_WHAT IS EXPECTED:_ Print the listing below exactly, leaving nothing out.

=== Begin Enclosure ===

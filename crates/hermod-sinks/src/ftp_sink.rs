//! FTP sink (spec.md §2 component table, §5): uploads each message's
//! formatted payload as one file under `remote_dir`. `ping` issues `NOOP`;
//! on failure it quits the stale control connection and redials before the
//! next write, matching spec.md §5's "`Ping` may reopen after transient
//! errors (e.g., FTP NOOP failure → quit + redial)".

use async_trait::async_trait;
use hermod_core::config::FtpSinkSpec;
use hermod_core::{HermodError, Message, Sink};
use suppaftp::AsyncFtpStream;

pub struct FtpSink {
    spec: FtpSinkSpec,
    stream: Option<AsyncFtpStream>,
}

impl FtpSink {
    pub fn new(spec: FtpSinkSpec) -> Self {
        Self { spec, stream: None }
    }

    async fn connect(&self) -> Result<AsyncFtpStream, HermodError> {
        let mut stream = AsyncFtpStream::connect(format!("{}:{}", self.spec.host, self.spec.port))
            .await
            .map_err(|e| HermodError::TransientIo(e.into()))?;
        stream
            .login(&self.spec.username, &self.spec.password)
            .await
            .map_err(|e| HermodError::Configuration(e.to_string()))?;
        if !self.spec.remote_dir.is_empty() {
            stream
                .cwd(&self.spec.remote_dir)
                .await
                .map_err(|e| HermodError::Configuration(e.to_string()))?;
        }
        Ok(stream)
    }

    async fn ensure_connected(&mut self) -> Result<&mut AsyncFtpStream, HermodError> {
        if self.stream.is_none() {
            self.stream = Some(self.connect().await?);
        }
        Ok(self.stream.as_mut().unwrap())
    }

    fn payload(msg: &Message) -> Vec<u8> {
        if !msg.after().is_empty() {
            return msg.after().to_vec();
        }
        let value = serde_json::Value::Object(
            msg.data().iter().map(|(k, v)| (k.clone(), v.clone())).collect(),
        );
        serde_json::to_vec(&value).unwrap_or_default()
    }
}

#[async_trait]
impl Sink for FtpSink {
    async fn write(&mut self, msg: Message) -> Result<(), HermodError> {
        let filename = format!("{}.json", msg.id());
        let payload = Self::payload(&msg);
        let stream = self.ensure_connected().await?;
        let mut cursor = std::io::Cursor::new(payload);
        stream
            .put_file(&filename, &mut cursor)
            .await
            .map_err(|e| HermodError::data(msg.id(), e))?;
        Ok(())
    }

    async fn ping(&mut self) -> Result<(), HermodError> {
        if let Some(stream) = self.stream.as_mut() {
            if stream.noop().await.is_ok() {
                return Ok(());
            }
            // NOOP failed: the control connection is stale. Quit and redial
            // rather than keep probing a dead socket.
            let _ = stream.quit().await;
            self.stream = None;
        }
        self.stream = Some(self.connect().await?);
        Ok(())
    }

    async fn close(&mut self) -> Result<(), HermodError> {
        if let Some(mut stream) = self.stream.take() {
            let _ = stream.quit().await;
        }
        Ok(())
    }

    fn as_any(&self) -> &dyn std::any::Any {
        self
    }
}
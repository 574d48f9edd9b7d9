//! Stdout sink: prints each message's materialized `data` as one JSON object
//! per line (spec.md §8 scenario 1: "CSV → JSON stdout").
//!
//! Reworked from the teacher's `sink_stdout.rs`, which printed Arrow
//! `RecordBatch` columns; Hermod has no columnar batch type, so this prints
//! the same `data` map every other sink reads from.

use async_trait::async_trait;
use hermod_core::config::StdoutSinkSpec;
use hermod_core::{HermodError, Message, Sink};

pub struct StdoutSink {
    spec: StdoutSinkSpec,
}

impl StdoutSink {
    pub fn new(spec: StdoutSinkSpec) -> Self {
        Self { spec }
    }
}

#[async_trait]
impl Sink for StdoutSink {
    async fn write(&mut self, mut msg: Message) -> Result<(), HermodError> {
        msg.ensure_data_from_after();
        let value = serde_json::Value::Object(
            msg.data().iter().map(|(k, v)| (k.clone(), v.clone())).collect(),
        );
        let rendered = if self.spec.pretty {
            serde_json::to_string_pretty(&value)
        } else {
            serde_json::to_string(&value)
        }
        .map_err(|e| HermodError::data(msg.id(), e))?;
        println!("{rendered}");
        Ok(())
    }

    async fn ping(&mut self) -> Result<(), HermodError> {
        Ok(())
    }

    async fn close(&mut self) -> Result<(), HermodError> {
        Ok(())
    }

    fn as_any(&self) -> &dyn std::any::Any {
        self
    }
}

#[cfg(test)]
mod tests {
    use super::*;
    use hermod_core::Operation;

    #[tokio::test]
    async fn writes_data_as_json_line() {
        let mut sink = StdoutSink::new(StdoutSinkSpec {
            id: "out".into(),
            pretty: false,
        });
        let mut msg = Message::default();
        msg.set_id("1").set_operation(Operation::Create);
        msg.data_mut().insert("id".into(), serde_json::json!("1"));
        msg.data_mut().insert("name".into(), serde_json::json!("John"));
        sink.write(msg).await.unwrap();
    }
}
//! A tiny, pure path evaluator over the structured view of a [`Message`]
//! (spec.md §9: "Dynamic field access").
//!
//! `get_msg_val_by_path(msg, "after.id")` walks `.`-separated segments
//! starting from one of the message's three JSON-shaped projections
//! (`data`, `after`, `before`) and returns the value found, or `None` if any
//! segment is missing. This is deliberately not a general JSONPath
//! implementation — just enough to resolve the dotted paths sink
//! configuration (`ColumnMapping::source_field`, SMTP template context, …)
//! is written against.

use serde_json::Value;

use crate::message::Message;

/// Resolve a dotted path against a message's `data`/`after`/`before`
/// projection. The first segment selects the projection:
/// - `data.<field>` → `Message::data()`
/// - `after.<field>` → `Message::after()` parsed as JSON
/// - `before.<field>` → `Message::before()` parsed as JSON
/// - a bare field name (no dot, no recognized prefix) is looked up in
///   `data` directly, so `"id"` and `"data.id"` are equivalent.
pub fn get_msg_val_by_path(msg: &Message, path: &str) -> Option<Value> {
    let mut segments = path.split('.');
    let head = segments.next()?;

    let (root, rest): (Value, Vec<&str>) = match head {
        "data" => (data_as_value(msg), segments.collect()),
        "after" => (bytes_as_value(msg.after()), segments.collect()),
        "before" => (bytes_as_value(msg.before()), segments.collect()),
        other => (data_as_value(msg), std::iter::once(other).chain(segments).collect()),
    };

    walk(&root, &rest).cloned()
}

fn data_as_value(msg: &Message) -> Value {
    Value::Object(msg.data().iter().map(|(k, v)| (k.clone(), v.clone())).collect())
}

fn bytes_as_value(raw: &[u8]) -> Value {
    if raw.is_empty() {
        Value::Null
    } else {
        serde_json::from_slice(raw).unwrap_or(Value::Null)
    }
}

fn walk<'a>(root: &'a Value, path: &[&str]) -> Option<&'a Value> {
    let mut current = root;
    for segment in path {
        current = current.get(*segment)?;
    }
    Some(current)
}

#[cfg(test)]
mod tests {
    use super::*;

    #[test]
    fn resolves_after_path() {
        let mut msg = Message::default();
        msg.set_after(br#"{"id":"42","nested":{"v":1}}"#.to_vec());
        assert_eq!(
            get_msg_val_by_path(&msg, "after.id"),
            Some(Value::String("42".into()))
        );
        assert_eq!(
            get_msg_val_by_path(&msg, "after.nested.v"),
            Some(Value::from(1))
        );
    }

    #[test]
    fn bare_field_resolves_against_data() {
        let mut msg = Message::default();
        msg.data_mut().insert("name".into(), Value::String("Jane".into()));
        assert_eq!(
            get_msg_val_by_path(&msg, "name"),
            Some(Value::String("Jane".into()))
        );
        assert_eq!(
            get_msg_val_by_path(&msg, "data.name"),
            Some(Value::String("Jane".into()))
        );
    }

    #[test]
    fn missing_segment_is_none() {
        let msg = Message::default();
        assert_eq!(get_msg_val_by_path(&msg, "after.id"), None);
    }
}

=== End Enclosure ===

_THE COMPLETED TASK:_
filename crates/hermod-sinks/src/ftp_sink.rs
//! FTP sink (spec.md §2 component table, §5): uploads each message's
//! formatted payload as one file under `remote_dir`. `ping` issues `NOOP`;
//! on failure it quits the stale control connection and redials before the
//! next write, matching spec.md §5's "`Ping` may reopen after transient
//! errors (e.g., FTP NOOP failure → quit + redial)".

use async_trait::async_trait;
use hermod_core::config::FtpSinkSpec;
use hermod_core::{HermodError, Message, Sink};
use suppaftp::AsyncFtpStream;

pub struct FtpSink {
    spec: FtpSinkSpec,
    stream: Option<AsyncFtpStream>,
}

impl FtpSink {
    pub fn new(spec: FtpSinkSpec) -> Self {
        Self { spec, stream: None }
    }

    async fn connect(&self) -> Result<AsyncFtpStream, HermodError> {
        let mut stream = AsyncFtpStream::connect(format!("{}:{}", self.spec.host, self.spec.port))
            .await
            .map_err(|e| HermodError::TransientIo(e.into()))?;
        stream
            .login(&self.spec.username, &self.spec.password)
            .await
            .map_err(|e| HermodError::Configuration(e.to_string()))?;
        if !self.spec.remote_dir.is_empty() {
            stream
                .cwd(&self.spec.remote_dir)
                .await
                .map_err(|e| HermodError::Configuration(e.to_string()))?;
        }
        Ok(stream)
    }

    async fn ensure_connected(&mut self) -> Result<&mut AsyncFtpStream, HermodError> {
        if self.stream.is_none() {
            self.stream = Some(self.connect().await?);
        }
        Ok(self.stream.as_mut().unwrap())
    }

    fn payload(msg: &Message) -> Vec<u8> {
        if !msg.after().is_empty() {
            return msg.after().to_vec();
        }
        let value = serde_json::Value::Object(
            msg.data().iter().map(|(k, v)| (k.clone(), v.clone())).collect(),
        );
        serde_json::to_vec(&value).unwrap_or_default()
    }
}

#[async_trait]
impl Sink for FtpSink {
    async fn write(&mut self, msg: Message) -> Result<(), HermodError> {
        let filename = format!("{}.json", msg.id());
        let payload = Self::payload(&msg);
        let stream = self.ensure_connected().await?;
        let mut cursor = std::io::Cursor::new(payload);
        stream
            .put_file(&filename, &mut cursor)
            .await
            .map_err(|e| HermodError::data(msg.id(), e))?;
        Ok(())
    }

    async fn ping(&mut self) -> Result<(), HermodError> {
        if let Some(stream) = self.stream.as_mut() {
            if stream.noop().await.is_ok() {
                return Ok(());
            }
            // NOOP failed: the control connection is stale. Quit and redial
            // rather than keep probing a dead socket.
            let _ = stream.quit().await;
            self.stream = None;
        }
        self.stream = Some(self.connect().await?);
        Ok(())
    }

    async fn close(&mut self) -> Result<(), HermodError> {
        if let Some(mut stream) = self.stream.take() {
            let _ = stream.quit().await;
        }
        Ok(())
    }

    fn as_any(&self) -> &dyn std::any::Any {
        self
    }
}
repository 574d48f9edd9b7d9
//! Stdout sink: prints each message's materialized `data` as one JSON object
//! per line (spec.md §8 scenario 1: "CSV → JSON stdout").
//!
//! Reworked from the teacher's `sink_stdout.rs`, which printed Arrow
//! `RecordBatch` columns; Hermod has no columnar batch type, so this prints
//! the same `data` map every other sink reads from.

use async_trait::async_trait;
use hermod_core::config::StdoutSinkSpec;
use hermod_core::{HermodError, Message, Sink};

pub struct StdoutSink {
    spec: StdoutSinkSpec,
}

impl StdoutSink {
    pub fn new(spec: StdoutSinkSpec) -> Self {
        Self { spec }
    }
}

#[async_trait]
impl Sink for StdoutSink {
    async fn write(&mut self, mut msg: Message) -> Result<(), HermodError> {
        msg.ensure_data_from_after();
        let value = serde_json::Value::Object(
            msg.data().iter().map(|(k, v)| (k.clone(), v.clone())).collect(),
        );
        let rendered = if self.spec.pretty {
            serde_json::to_string_pretty(&value)
        } else {
            serde_json::to_string(&value)
        }
        .map_err(|e| HermodError::data(msg.id(), e))?;
        println!("{rendered}");
        Ok(())
    }

    async fn ping(&mut self) -> Result<(), HermodError> {
        Ok(())
    }

    async fn close(&mut self) -> Result<(), HermodError> {
        Ok(())
    }

    fn as_any(&self) -> &dyn std::any::Any {
        self
    }
}

#[cfg(test)]
mod tests {
    use super::*;
    use hermod_core::Operation;

    #[tokio::test]
    async fn writes_data_as_json_line() {
        let mut sink = StdoutSink::new(StdoutSinkSpec {
            id: "out".into(),
            pretty: false,
        });
        let mut msg = Message::default();
        msg.set_id("1").set_operation(Operation::Create);
        msg.data_mut().insert("id".into(), serde_json::json!("1"));
        msg.data_mut().insert("name".into(), serde_json::json!("John"));
        sink.write(msg).await.unwrap();
    }
}
//! A tiny, pure path evaluator over the structured view of a [`Message`]
//! (spec.md §9: "Dynamic field access").
//!
//! `get_msg_val_by_path(msg, "after.id")` walks `.`-separated segments
//! starting from one of the message's three JSON-shaped projections
//! (`data`, `after`, `before`) and returns the value found, or `None` if any
//! segment is missing. This is deliberately not a general JSONPath
//! implementation — just enough to resolve the dotted paths sink
//! configuration (`ColumnMapping::source_field`, SMTP template context, …)
//! is written against.

use serde_json::Value;

use crate::message::Message;

/// Resolve a dotted path against a message's `data`/`after`/`before`
/// projection. The first segment selects the projection:
/// - `data.<field>` → `Message::data()`
/// - `after.<field>` → `Message::after()` parsed as JSON
/// - `before.<field>` → `Message::before()` parsed as JSON
/// - a bare field name (no dot, no recognized prefix) is looked up in
///   `data` directly, so `"id"` and `"data.id"` are equivalent.
pub fn get_msg_val_by_path(msg: &Message, path: &str) -> Option<Value> {
    let mut segments = path.split('.');
    let head = segments.next()?;

    let (root, rest): (Value, Vec<&str>) = match head {
        "data" => (data_as_value(msg), segments.collect()),
        "after" => (bytes_as_value(msg.after()), segments.collect()),
        "before" => (bytes_as_value(msg.before()), segments.collect()),
        other => (data_as_value(msg), std::iter::once(other).chain(segments).collect()),
    };

    walk(&root, &rest).cloned()
}

fn data_as_value(msg: &Message) -> Value {
    Value::Object(msg.data().iter().map(|(k, v)| (k.clone(), v.clone())).collect())
}

fn bytes_as_value(raw: &[u8]) -> Value {
    if raw.is_empty() {
        Value::Null
    } else {
        serde_json::from_slice(raw).unwrap_or(Value::Null)
    }
}

fn walk<'a>(root: &'a Value, path: &[&str]) -> Option<&'a Value> {
    let mut current = root;
    for segment in path {
        current = current.get(*segment)?;
    }
    Some(current)
}

#[cfg(test)]
mod tests {
    use super::*;

    #[test]
    fn resolves_after_path() {
        let mut msg = Message::default();
        msg.set_after(br#"{"id":"42","nested":{"v":1}}"#.to_vec());
        assert_eq!(
            get_msg_val_by_path(&msg, "after.id"),
            Some(Value::String("42".into()))
        );
        assert_eq!(
            get_msg_val_by_path(&msg, "after.nested.v"),
            Some(Value::from(1))
        );
    }

    #[test]
    fn bare_field_resolves_against_data() {
        let mut msg = Message::default();
        msg.data_mut().insert("name".into(), Value::String("Jane".into()));
        assert_eq!(
            get_msg_val_by_path(&msg, "name"),
            Some(Value::String("Jane".into()))
        );
        assert_eq!(
            get_msg_val_by_path(&msg, "data.name"),
            Some(Value::String("Jane".into()))
        );
    }

    #[test]
    fn missing_segment_is_none() {
        let msg = Message::default();
        assert_eq!(get_msg_val_by_path(&msg, "after.id"), None);
    }
}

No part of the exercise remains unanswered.